• This Venison ragout with fresh pappardelle makes a memorable dish for a special occasion. Although venison and fresh pasta can be challenging to make, the extra effort is definitely worthwhile. Pappardelle are very broad fettuccine – great for holding the venison. This is the easiest fresh pasta to make, is not fiddly and can be made without a pasta machine – all you need is a rolling pin.

    Recipe by Aqua Food and Catering

    Photograph by Catharine Swayde Photography & Design

    Venison ragout with fresh pappardelle

    Serves: 8
    Cooking Time: 5 hrs + 2 days, to marinate



    • 3kg shoulder of venison
    • 250ml (1 cup) buttermilk
    • 15ml (1 tbsp) ground cloves
    • 15ml (1 tbsp) ground juniper berries
    • 15ml (1 tbsp) ground cinnamon
    • 15ml (1 tbsp) ground coriander
    • 10ml (2 tsp) salt
    • 5ml (1 tsp) freshly ground black pepper
    • 2 whole carrots
    • 2 onions, peeled and roughly chopped
    • 3 celery sticks
    • 3 bay leaves
    • 1L water (or enough to just cover the meat in the pot)
    • SAUCE

    • 250ml (1 cup) red wine
    • 125ml (½ cup) red wine vinegar
    • 15ml (1 tbsp) Dijon mustard
    • 30ml (2 tbsp) cranberry jelly
    • 30ml (2 tbsp) cornflour, mixed with a little water to form a paste

    • 400g cake flour + extra, to dust
    • 4 jumbo eggs
    • 3L water
    • handful salt
    • 200g fresh Parmesan or pecorino, shaved



    For the venison, remove the meat’s tough outer membrane. Rub the buttermilk all over the meat and marinate, covered in the fridge, 2 days.


    Rinse the buttermilk off the meat after 2 days and pat dry with paper towel. Place the meat in a large pot over medium heat. Add the spices, salt, pepper, carrots, onions, celery sticks and bay leaves, and cover with water. Put a lid on the pot and simmer gently over medium-low heat , 3 – 4 hours or until the meat starts to fall off the bone. Allow to cool down.


    Once cool, remove the venison shoulder from the liquid, reserve the liquid and discard the bones. Shred the meat up into fine pieces, using 2 forks, making sure none of the bones remain and put the meat in a serving dish.


    For the sauce, strain the reserved liquid through a sieve and pour into a smaller saucepan. Bring to a boil and reduce, 5 minutes. Then add the red wine, red wine vinegar, mustard and cranberry jelly. Reduce, a further 10 minutes.


    Turn the heat down to medium-low and add the cornflour paste, stir and allow thickening, 2 minutes. Add the sauce to the shredded venison in the serving dish and keep warm until the pasta is cooked.


    To make the pappardelle, either use a food processor (which is quick and easy) to make the dough or make it by hand. Put the cake flour into a food processor and break in 4 eggs. Pulse until the mixture resembles breadcrumbs. Remove the dough from the food processor and place it on a lightly flour-dusted surface. Knead a soft, smooth dough is formed, about 10 minutes.

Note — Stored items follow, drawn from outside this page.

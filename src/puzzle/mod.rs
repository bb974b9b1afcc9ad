//! Puzzle identity and generation
//!
//! A puzzle is fully determined by its ID: the ID seeds an MT19937 stream that picks the
//! targets. Daily IDs come from the calendar, practice IDs are random.

mod calendar;
mod generator;
mod rng;

pub use calendar::{Calendar, DEFAULT_START_DATE, format_hours_remaining};
pub use generator::generate_targets;
pub use rng::MersenneTwister;

use rand::Rng;

/// Puzzle identifier; also the generator seed
pub type PuzzleId = u32;

/// Random ID for a practice puzzle
#[must_use]
pub fn random_practice_id() -> PuzzleId {
    rand::rng().random()
}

    If a food processor is not available, heap the flour on the counter top and make a well in the centre. Gently add all the eggs into the well, 1 by 1. Use a fork and carefully whisk the eggs into the flour, slowly gathering the flour into the eggs as you whisk. If the egg mixture breaks free, simply gather it back into the flour. When well incorporated, knead the mixture until to a soft, smooth dough, about 10 minutes.


    Break the dough into 6 equal pieces and wrap the pieces in cling film to prevent them from drying out. You can now use a pasta machine to roll out the dough or roll it out using a rolling pin. If you are using a pasta machine: set the machine to its widest setting and roll the first piece of dough through. (I always roll each piece of dough through each setting twice, in order to give the dough the extra kneading, which improves the texture of the pasta.) Keep rolling the pasta out into long sheets, going up a setting on the machine after each second roll. Once you have reached the second-last setting on your pasta machine, the dough is adequately thin. You want a pasta that is sturdy enough to hold the venison. Hang each long piece of pasta out – draping it over a wooden dowel stick or even over the back of a wooden chair – until you have rolled out all of the dough.

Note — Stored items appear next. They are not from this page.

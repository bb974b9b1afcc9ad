//! Errors returned by game operations
//!
//! Every variant is recoverable: the state is left untouched and the caller reports the
//! rejection to the player.

use crate::core::WordError;
use std::fmt;

/// Why a guess was not accepted
#[derive(Debug, Clone, PartialEq, Eq)]
pub enum InvalidGuess {
    /// Wrong length or non-letter characters
    Malformed(WordError),
    /// Well-formed but not in the guess dictionary
    NotInWordList(String),
}

impl fmt::Display for InvalidGuess {
    fn fmt(&self, f: &mut fmt::Formatter<'_>) -> fmt::Result {
        match self {
            Self::Malformed(err) => err.fmt(f),
            Self::NotInWordList(word) => write!(f, "{word} is not in the word list"),
        }
    }
}

/// Error type for `GameState::submit_guess`
#[derive(Debug, Clone, PartialEq, Eq)]
pub enum GameError {
    InvalidGuess(InvalidGuess),
    /// Every board is solved or every guess is used
    GameOver,
}

impl fmt::Display for GameError {
    fn fmt(&self, f: &mut fmt::Formatter<'_>) -> fmt::Result {
        match self {
            Self::InvalidGuess(reason) => write!(f, "Invalid guess: {reason}"),
            Self::GameOver => write!(f, "The game is over"),
        }
    }
}

impl std::error::Error for GameError {}

impl From<InvalidGuess> for GameError {
    fn from(reason: InvalidGuess) -> Self {
        Self::InvalidGuess(reason)
    }
}

impl From<WordError> for GameError {
    fn from(err: WordError) -> Self {
        Self::InvalidGuess(InvalidGuess::Malformed(err))
    }
}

    Cut each sheet into pappardelle strips of about 3cm wide. Don’t allow the strips to touch or they may stick to one another. A tray dusted with flour is the best way to set the pasta out as you cut it.

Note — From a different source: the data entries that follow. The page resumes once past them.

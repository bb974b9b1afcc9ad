//! Quadrasexordle - CLI
//!
//! Play the 64-board daily puzzle in a TUI or a line-based prompt, and inspect or audit
//! generated puzzles.

use anyhow::{Context, Result};
use chrono::NaiveDate;
use clap::{Parser, Subcommand};
use quadrasexordle::{
    commands::{run_audit, run_simple},
    config::{Config, default_state_file},
    game::{NUM_BOARDS, share_text},
    interactive::{App, run_tui},
    logging::{self, LogTarget},
    output::{print_audit_report, print_board, print_summary, print_targets},
    puzzle::{DEFAULT_START_DATE, PuzzleId, generate_targets},
    storage::{FileStore, Session},
    wordlists::WordLists,
};
use std::path::PathBuf;

#[derive(Parser)]
#[command(
    name = "quadrasexordle",
    about = "Sixty-four Wordle boards at once, sixty-nine guesses to solve them all",
    version,
    author
)]
struct Cli {
    #[command(subcommand)]
    command: Option<Commands>,

    /// Saved game file
    #[arg(long, global = true, env = "QUADRASEXORDLE_STATE")]
    state_file: Option<PathBuf>,

    /// Date of daily puzzle #0 (YYYY-MM-DD)
    #[arg(long, global = true, env = "QUADRASEXORDLE_START_DATE", default_value_t = DEFAULT_START_DATE)]
    start_date: NaiveDate,

    /// Replace the target word list with a file (one word per line)
    #[arg(long, global = true)]
    targets: Option<PathBuf>,

    /// Replace the guess word list with a file (one word per line)
    #[arg(long, global = true)]
    guesses: Option<PathBuf>,

    /// Log filter, e.g. 'info' or 'quadrasexordle=debug' (default: $RUST_LOG, then 'warn')
    #[arg(long, global = true)]
    log_level: Option<String>,

    /// Write logs to this file instead of stderr
    #[arg(long, global = true)]
    log_file: Option<PathBuf>,
}

#[derive(Subcommand)]
enum Commands {
    /// Interactive TUI mode (default)
    Play,

    /// Simple CLI mode (line-based prompt without TUI)
    Simple,

    /// Show the saved game
    Show {
        /// Show every row of one board (1-64)
        #[arg(short, long, value_parser = clap::value_parser!(u8).range(1..=64))]
        board: Option<u8>,
    },

    /// Print the shareable result of the saved game
    Share,

    /// Print the targets generated for a puzzle
    Targets {
        /// Puzzle ID (default: today's daily puzzle)
        #[arg(long)]
        id: Option<PuzzleId>,
    },

    /// Generate a run of puzzles and check them
    Audit {
        /// First puzzle ID
        #[arg(long, default_value = "0")]
        from: PuzzleId,

        /// Number of puzzles
        #[arg(short = 'n', long, default_value = "1000")]
        count: usize,
    },
}

impl Cli {
    fn config(&self) -> Config {
        Config {
            state_file: self.state_file.clone().unwrap_or_else(default_state_file),
            start_date: self.start_date,
            targets_file: self.targets.clone(),
            guesses_file: self.guesses.clone(),
            log_level: self.log_level.clone(),
            log_file: self.log_file.clone(),
        }
    }
}

fn main() -> Result<()> {
    let cli = Cli::parse();
    let config = cli.config();

    // Default to Play mode if no command given
    let command = cli.command.unwrap_or(Commands::Play);

    let log_target = match (&command, &config.log_file) {
        (Commands::Play, _) => LogTarget::File(config.tui_log_path()),
        (_, Some(path)) => LogTarget::File(path.clone()),
        (_, None) => LogTarget::Stderr,
    };
    logging::setup(config.log_level.as_deref(), &log_target)?;

    let lists = config.word_lists().context("loading word lists")?;

    match command {
        Commands::Play => run_play_command(&config, &lists),
        Commands::Simple => run_simple_command(&config, &lists),
        Commands::Show { board } => {
            run_show_command(&config, &lists, board.map(|b| usize::from(b) - 1));
            Ok(())
        }
        Commands::Share => {
            run_share_command(&config, &lists);
            Ok(())
        }
        Commands::Targets { id } => {
            run_targets_command(&config, &lists, id);
            Ok(())
        }
        Commands::Audit { from, count } => {
            run_audit_command(&lists, from, count);
            Ok(())
        }
    }
}

fn open_session<'a>(config: &Config, lists: &'a WordLists) -> Session<'a, FileStore> {
    tracing::debug!(path = %config.state_file.display(), "opening saved game");
    Session::resume(config.store(), lists, config.calendar())
}

fn run_play_command(config: &Config, lists: &WordLists) -> Result<()> {
    let app = App::new(open_session(config, lists));
    run_tui(app)
}

fn run_simple_command(config: &Config, lists: &WordLists) -> Result<()> {
    let mut session = open_session(config, lists);
    run_simple(&mut session).map_err(|e| anyhow::anyhow!(e))
}

fn run_show_command(config: &Config, lists: &WordLists, board: Option<usize>) {
    let session = open_session(config, lists);
    match board {
        Some(board) if board < NUM_BOARDS => print_board(session.state(), board),
        _ => print_summary(session.state()),
    }
}

fn run_share_command(config: &Config, lists: &WordLists) {
    let session = open_session(config, lists);
    println!("{}", share_text(session.state()));
}

fn run_targets_command(config: &Config, lists: &WordLists, id: Option<PuzzleId>) {
    let calendar = config.calendar();
    let id = id.unwrap_or_else(|| calendar.todays_id());
    let targets = generate_targets(id, lists);
    print_targets(id, calendar.date_for_id(id), &targets);
}

fn run_audit_command(lists: &WordLists, from: PuzzleId, count: usize) {
    println!("\n🎯 Auditing {count} puzzles from #{from}...");
    let report = run_audit(lists, from, count, true);
    print_audit_report(&report);
}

    To cook the pasta, bring a large pot of water to a boil and add a handful salt. Add the fresh pasta to the water, 1 handful at a time. As the pasta starts to float to the surface of the water, fish it out with a slotted spoon.


    Add the pasta to the warm venison ragout and gently spoon the meat onto the top of the pasta. Once all of the pasta has been combined with the meat, top with shaved Parmesan or pecorino.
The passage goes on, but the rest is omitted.